⟨

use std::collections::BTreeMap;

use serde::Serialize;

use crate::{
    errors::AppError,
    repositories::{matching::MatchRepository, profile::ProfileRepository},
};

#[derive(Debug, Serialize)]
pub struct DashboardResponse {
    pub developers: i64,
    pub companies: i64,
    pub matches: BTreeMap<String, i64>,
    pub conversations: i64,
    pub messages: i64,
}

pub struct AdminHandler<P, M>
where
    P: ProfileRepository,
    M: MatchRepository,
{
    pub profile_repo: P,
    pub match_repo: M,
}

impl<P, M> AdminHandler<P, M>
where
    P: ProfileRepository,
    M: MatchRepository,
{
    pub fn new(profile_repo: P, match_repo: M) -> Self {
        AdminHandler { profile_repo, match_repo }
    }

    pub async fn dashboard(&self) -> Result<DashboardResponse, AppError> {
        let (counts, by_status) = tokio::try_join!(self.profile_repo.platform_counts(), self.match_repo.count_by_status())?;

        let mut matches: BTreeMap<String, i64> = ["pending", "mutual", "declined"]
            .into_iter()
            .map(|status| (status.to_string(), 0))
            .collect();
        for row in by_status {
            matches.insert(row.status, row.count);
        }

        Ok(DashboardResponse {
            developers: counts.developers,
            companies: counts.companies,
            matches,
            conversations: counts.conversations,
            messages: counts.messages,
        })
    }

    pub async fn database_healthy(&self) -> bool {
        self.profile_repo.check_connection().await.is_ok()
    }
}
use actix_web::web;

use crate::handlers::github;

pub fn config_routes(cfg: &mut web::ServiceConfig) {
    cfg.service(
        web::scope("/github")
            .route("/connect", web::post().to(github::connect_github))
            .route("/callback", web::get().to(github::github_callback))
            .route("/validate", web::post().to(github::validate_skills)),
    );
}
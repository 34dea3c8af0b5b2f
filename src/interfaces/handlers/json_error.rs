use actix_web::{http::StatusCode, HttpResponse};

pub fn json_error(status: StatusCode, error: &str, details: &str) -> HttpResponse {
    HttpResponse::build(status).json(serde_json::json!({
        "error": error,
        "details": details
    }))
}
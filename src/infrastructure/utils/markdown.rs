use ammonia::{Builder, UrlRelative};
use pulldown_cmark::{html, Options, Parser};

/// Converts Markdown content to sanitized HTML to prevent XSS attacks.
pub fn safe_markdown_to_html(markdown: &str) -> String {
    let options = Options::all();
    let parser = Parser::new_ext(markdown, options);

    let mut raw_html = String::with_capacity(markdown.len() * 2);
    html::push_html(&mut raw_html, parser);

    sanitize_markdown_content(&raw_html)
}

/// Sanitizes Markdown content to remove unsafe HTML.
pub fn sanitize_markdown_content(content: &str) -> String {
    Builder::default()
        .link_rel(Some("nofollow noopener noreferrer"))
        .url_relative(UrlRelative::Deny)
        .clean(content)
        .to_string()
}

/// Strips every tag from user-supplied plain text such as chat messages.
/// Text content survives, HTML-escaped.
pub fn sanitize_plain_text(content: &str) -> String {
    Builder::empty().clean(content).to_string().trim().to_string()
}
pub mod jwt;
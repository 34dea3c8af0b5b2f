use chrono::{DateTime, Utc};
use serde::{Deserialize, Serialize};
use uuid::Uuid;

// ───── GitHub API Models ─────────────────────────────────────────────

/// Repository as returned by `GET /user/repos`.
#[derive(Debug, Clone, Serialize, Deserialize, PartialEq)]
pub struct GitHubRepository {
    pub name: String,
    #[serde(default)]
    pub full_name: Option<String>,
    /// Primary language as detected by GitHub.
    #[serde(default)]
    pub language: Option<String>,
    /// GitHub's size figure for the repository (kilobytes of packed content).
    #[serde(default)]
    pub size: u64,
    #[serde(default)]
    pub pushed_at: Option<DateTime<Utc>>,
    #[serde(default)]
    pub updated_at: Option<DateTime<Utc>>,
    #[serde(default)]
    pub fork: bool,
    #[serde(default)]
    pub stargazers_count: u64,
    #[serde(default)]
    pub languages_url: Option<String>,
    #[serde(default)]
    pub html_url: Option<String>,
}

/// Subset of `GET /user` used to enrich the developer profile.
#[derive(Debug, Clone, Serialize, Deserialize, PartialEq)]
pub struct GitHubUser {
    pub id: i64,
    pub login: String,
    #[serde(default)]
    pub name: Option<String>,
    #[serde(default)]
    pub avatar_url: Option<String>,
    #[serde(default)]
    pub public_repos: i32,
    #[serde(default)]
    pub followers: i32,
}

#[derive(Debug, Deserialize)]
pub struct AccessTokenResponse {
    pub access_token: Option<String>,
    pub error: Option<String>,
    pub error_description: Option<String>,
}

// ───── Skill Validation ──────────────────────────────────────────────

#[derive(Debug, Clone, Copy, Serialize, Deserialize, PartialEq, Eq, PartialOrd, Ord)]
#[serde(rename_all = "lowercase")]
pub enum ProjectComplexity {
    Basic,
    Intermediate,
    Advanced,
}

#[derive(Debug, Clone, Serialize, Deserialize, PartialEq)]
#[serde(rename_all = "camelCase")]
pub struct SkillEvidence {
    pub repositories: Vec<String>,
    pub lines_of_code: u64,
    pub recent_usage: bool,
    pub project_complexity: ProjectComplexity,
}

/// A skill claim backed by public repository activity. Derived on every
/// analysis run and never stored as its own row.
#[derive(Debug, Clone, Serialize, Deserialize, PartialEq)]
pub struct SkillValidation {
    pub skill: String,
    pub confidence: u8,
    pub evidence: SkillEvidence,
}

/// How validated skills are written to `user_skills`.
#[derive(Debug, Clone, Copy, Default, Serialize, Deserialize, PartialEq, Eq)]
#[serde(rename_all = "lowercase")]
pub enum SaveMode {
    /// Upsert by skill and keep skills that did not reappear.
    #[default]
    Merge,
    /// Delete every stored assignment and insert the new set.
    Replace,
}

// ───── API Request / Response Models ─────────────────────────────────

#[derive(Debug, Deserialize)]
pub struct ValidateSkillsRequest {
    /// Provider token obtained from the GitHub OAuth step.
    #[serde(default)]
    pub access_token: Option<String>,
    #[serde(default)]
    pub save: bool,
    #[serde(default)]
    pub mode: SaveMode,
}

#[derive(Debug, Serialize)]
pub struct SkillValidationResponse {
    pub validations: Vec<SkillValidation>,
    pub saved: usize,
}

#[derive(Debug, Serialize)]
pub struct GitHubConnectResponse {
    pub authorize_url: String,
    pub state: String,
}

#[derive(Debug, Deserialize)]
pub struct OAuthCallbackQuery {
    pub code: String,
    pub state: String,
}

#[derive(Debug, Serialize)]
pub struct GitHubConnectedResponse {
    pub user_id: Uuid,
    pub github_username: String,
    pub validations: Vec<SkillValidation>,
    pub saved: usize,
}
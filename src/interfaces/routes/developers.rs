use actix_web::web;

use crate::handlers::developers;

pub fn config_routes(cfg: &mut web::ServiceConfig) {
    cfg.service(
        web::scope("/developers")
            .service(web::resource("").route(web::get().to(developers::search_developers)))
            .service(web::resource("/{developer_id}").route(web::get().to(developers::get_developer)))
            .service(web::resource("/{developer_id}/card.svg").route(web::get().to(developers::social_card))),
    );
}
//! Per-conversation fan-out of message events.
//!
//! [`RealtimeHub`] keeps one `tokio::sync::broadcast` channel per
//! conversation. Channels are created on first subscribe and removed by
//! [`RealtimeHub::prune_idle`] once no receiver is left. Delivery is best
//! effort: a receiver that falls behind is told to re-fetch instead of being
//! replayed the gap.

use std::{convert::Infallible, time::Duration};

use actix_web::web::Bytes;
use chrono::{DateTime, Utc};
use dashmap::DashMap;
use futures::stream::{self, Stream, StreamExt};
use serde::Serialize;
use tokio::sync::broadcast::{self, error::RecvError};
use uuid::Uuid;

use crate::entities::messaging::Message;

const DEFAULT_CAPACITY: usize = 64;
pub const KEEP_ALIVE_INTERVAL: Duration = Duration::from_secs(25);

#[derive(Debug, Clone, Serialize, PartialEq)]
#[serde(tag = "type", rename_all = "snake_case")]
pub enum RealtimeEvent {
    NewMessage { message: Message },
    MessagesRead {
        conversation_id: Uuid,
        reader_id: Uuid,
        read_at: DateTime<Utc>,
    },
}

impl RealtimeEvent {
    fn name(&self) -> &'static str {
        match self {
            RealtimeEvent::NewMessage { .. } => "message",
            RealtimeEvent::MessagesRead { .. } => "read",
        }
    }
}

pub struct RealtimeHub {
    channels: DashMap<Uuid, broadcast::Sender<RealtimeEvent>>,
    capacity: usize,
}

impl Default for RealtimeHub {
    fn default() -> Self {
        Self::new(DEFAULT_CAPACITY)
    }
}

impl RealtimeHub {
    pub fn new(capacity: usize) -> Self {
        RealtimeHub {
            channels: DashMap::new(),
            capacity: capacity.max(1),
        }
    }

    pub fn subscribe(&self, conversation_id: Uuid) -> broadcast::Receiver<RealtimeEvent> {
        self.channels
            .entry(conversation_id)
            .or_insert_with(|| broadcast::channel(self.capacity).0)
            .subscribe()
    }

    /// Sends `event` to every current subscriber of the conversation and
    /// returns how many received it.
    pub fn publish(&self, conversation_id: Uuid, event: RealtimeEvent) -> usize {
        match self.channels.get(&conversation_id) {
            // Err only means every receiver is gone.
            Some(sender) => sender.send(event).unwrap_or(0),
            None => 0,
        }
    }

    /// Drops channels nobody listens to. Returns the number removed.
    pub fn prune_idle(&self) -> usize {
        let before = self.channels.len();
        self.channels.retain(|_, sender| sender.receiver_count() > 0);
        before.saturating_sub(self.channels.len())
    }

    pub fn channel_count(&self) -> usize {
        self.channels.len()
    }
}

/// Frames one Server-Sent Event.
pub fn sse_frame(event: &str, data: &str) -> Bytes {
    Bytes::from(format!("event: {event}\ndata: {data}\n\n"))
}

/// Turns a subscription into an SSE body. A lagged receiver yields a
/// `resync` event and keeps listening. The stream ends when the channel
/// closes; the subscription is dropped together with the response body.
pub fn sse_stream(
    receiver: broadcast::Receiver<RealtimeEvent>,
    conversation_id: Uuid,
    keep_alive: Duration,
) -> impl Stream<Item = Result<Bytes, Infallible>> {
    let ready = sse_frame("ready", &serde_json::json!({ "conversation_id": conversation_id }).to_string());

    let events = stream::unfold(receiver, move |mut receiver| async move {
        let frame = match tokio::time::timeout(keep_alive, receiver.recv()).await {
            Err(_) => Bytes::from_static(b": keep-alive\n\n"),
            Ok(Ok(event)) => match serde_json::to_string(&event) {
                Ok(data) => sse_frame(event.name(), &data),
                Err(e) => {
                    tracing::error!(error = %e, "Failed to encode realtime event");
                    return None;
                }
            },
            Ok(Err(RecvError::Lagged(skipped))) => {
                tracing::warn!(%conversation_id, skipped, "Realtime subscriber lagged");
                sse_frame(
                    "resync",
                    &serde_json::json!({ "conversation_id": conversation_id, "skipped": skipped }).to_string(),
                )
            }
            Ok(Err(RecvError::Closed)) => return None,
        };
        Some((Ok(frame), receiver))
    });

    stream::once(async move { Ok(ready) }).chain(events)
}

⟩
⟨

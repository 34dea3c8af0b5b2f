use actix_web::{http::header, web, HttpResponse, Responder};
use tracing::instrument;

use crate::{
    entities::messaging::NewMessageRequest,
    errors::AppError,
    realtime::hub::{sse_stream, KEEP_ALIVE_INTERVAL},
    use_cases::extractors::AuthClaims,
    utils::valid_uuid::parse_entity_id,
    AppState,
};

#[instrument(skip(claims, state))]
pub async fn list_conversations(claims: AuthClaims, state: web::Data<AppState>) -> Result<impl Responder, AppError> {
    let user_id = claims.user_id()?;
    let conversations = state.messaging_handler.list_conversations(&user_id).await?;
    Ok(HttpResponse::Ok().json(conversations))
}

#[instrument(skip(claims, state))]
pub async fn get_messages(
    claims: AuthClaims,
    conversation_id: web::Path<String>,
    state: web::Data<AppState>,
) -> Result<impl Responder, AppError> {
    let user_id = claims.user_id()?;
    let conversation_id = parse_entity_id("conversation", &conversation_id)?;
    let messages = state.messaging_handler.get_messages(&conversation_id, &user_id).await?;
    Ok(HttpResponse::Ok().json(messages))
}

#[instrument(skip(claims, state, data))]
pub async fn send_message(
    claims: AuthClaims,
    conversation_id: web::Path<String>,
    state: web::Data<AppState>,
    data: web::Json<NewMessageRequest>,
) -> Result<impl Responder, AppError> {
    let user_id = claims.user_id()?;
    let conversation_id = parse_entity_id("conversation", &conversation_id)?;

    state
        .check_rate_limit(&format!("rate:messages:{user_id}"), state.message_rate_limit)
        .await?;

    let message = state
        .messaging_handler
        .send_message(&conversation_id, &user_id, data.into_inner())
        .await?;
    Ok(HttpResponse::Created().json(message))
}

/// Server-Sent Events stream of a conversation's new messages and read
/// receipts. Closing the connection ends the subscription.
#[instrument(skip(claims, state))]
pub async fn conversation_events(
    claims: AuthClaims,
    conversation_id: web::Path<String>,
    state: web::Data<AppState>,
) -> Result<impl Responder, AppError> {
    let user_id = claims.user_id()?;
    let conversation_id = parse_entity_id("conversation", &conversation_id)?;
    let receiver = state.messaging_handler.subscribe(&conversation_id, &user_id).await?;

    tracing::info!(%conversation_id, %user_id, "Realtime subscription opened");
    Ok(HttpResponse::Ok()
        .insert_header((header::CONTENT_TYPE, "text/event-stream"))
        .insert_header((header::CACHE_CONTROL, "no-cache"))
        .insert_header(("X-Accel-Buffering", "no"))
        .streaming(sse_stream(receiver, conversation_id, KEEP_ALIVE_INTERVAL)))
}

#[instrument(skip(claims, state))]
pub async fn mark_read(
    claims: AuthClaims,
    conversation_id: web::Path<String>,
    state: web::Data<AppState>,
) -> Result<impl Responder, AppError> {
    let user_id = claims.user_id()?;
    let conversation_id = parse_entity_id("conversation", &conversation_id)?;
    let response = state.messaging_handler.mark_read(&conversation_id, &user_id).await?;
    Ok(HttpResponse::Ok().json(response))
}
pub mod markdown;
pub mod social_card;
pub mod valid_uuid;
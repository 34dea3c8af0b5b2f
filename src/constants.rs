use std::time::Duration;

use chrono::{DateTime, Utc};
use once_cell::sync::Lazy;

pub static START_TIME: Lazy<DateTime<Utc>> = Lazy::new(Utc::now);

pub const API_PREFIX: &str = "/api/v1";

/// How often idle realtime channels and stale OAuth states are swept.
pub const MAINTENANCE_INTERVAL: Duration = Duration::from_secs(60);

⟩
⟨

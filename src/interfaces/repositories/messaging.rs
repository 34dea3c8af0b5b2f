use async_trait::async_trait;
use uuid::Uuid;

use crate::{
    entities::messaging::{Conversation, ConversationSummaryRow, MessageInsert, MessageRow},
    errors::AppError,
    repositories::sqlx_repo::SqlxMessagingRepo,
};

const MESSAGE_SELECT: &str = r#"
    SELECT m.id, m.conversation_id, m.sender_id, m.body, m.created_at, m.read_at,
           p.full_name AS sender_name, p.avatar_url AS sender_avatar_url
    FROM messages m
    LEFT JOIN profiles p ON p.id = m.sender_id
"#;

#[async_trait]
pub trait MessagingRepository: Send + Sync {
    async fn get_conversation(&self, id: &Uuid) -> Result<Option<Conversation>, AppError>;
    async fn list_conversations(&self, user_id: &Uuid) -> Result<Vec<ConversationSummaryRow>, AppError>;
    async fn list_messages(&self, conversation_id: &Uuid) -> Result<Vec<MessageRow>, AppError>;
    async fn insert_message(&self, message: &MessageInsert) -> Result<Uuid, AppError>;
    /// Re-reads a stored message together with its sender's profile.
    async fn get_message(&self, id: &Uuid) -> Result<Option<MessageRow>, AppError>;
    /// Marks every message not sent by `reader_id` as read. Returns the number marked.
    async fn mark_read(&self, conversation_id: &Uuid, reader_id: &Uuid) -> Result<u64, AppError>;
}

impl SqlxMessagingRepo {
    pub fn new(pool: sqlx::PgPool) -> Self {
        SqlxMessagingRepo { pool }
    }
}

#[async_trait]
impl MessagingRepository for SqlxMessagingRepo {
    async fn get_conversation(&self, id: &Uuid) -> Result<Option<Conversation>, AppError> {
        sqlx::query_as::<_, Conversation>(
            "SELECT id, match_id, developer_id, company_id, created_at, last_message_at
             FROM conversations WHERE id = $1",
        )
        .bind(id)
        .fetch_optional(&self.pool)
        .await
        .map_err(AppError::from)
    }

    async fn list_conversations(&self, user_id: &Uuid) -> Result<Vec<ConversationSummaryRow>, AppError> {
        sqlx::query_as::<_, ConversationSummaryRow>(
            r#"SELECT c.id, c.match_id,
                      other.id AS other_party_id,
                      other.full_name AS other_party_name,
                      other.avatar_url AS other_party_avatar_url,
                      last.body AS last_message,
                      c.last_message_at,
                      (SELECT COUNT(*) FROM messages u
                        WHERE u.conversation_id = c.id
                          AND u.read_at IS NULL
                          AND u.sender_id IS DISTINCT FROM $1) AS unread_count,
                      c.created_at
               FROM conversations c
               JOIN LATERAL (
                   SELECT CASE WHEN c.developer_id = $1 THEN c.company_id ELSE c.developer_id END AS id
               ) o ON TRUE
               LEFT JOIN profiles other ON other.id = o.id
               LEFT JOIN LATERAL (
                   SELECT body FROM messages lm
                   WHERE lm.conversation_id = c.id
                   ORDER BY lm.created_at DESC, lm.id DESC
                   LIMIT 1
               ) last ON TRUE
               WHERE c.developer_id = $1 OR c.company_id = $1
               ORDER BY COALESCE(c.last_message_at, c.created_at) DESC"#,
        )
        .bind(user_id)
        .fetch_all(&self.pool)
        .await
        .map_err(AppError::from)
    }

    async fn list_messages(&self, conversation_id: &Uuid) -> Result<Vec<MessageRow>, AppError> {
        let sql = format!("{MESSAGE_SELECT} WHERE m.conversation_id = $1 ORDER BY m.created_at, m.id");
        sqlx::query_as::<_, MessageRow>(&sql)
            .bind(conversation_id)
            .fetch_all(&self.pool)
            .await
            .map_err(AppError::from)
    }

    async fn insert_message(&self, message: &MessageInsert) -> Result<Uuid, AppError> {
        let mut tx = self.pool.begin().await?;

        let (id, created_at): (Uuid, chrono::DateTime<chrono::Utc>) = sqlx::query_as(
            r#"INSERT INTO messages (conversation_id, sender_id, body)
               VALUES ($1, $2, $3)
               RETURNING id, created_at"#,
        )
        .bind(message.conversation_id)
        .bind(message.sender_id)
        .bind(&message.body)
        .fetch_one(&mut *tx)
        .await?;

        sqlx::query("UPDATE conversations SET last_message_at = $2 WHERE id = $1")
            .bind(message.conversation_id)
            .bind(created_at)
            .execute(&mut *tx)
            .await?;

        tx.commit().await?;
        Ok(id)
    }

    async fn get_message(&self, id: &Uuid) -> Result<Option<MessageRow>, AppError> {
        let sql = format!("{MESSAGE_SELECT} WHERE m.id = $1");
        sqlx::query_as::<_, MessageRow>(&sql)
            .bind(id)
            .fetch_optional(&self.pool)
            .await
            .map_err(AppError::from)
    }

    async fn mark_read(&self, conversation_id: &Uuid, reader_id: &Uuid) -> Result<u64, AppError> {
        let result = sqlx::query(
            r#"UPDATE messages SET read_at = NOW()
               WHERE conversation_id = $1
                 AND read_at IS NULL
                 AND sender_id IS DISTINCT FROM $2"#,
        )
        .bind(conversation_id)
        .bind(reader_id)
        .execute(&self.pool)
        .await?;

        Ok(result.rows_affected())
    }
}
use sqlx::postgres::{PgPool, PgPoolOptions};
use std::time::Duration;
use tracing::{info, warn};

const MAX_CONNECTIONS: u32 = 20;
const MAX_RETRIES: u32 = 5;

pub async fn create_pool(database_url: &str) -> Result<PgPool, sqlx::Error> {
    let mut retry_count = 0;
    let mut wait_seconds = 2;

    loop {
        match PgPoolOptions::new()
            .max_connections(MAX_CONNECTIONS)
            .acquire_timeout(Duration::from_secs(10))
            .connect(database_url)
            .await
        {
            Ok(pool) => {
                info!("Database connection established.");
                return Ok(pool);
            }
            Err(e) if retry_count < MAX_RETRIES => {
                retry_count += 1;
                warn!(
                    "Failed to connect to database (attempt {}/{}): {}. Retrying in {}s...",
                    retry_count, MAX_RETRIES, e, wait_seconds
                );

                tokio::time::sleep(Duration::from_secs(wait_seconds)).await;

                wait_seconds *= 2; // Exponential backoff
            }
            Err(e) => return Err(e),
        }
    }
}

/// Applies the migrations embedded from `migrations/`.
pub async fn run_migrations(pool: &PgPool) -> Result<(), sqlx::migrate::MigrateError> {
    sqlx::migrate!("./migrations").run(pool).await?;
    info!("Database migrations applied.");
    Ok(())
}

⟩

| TASK DIRECTIONS |
The expected answer is each line of the records above that includes the string "RealtimeHub".

| ANSWER TO THE PROBLEM |
//! [`RealtimeHub`] keeps one `tokio::sync::broadcast` channel per
//! [`RealtimeHub::prune_idle`] once no receiver is left. Delivery is best
pub struct RealtimeHub {
impl Default for RealtimeHub {
impl RealtimeHub {
        RealtimeHub {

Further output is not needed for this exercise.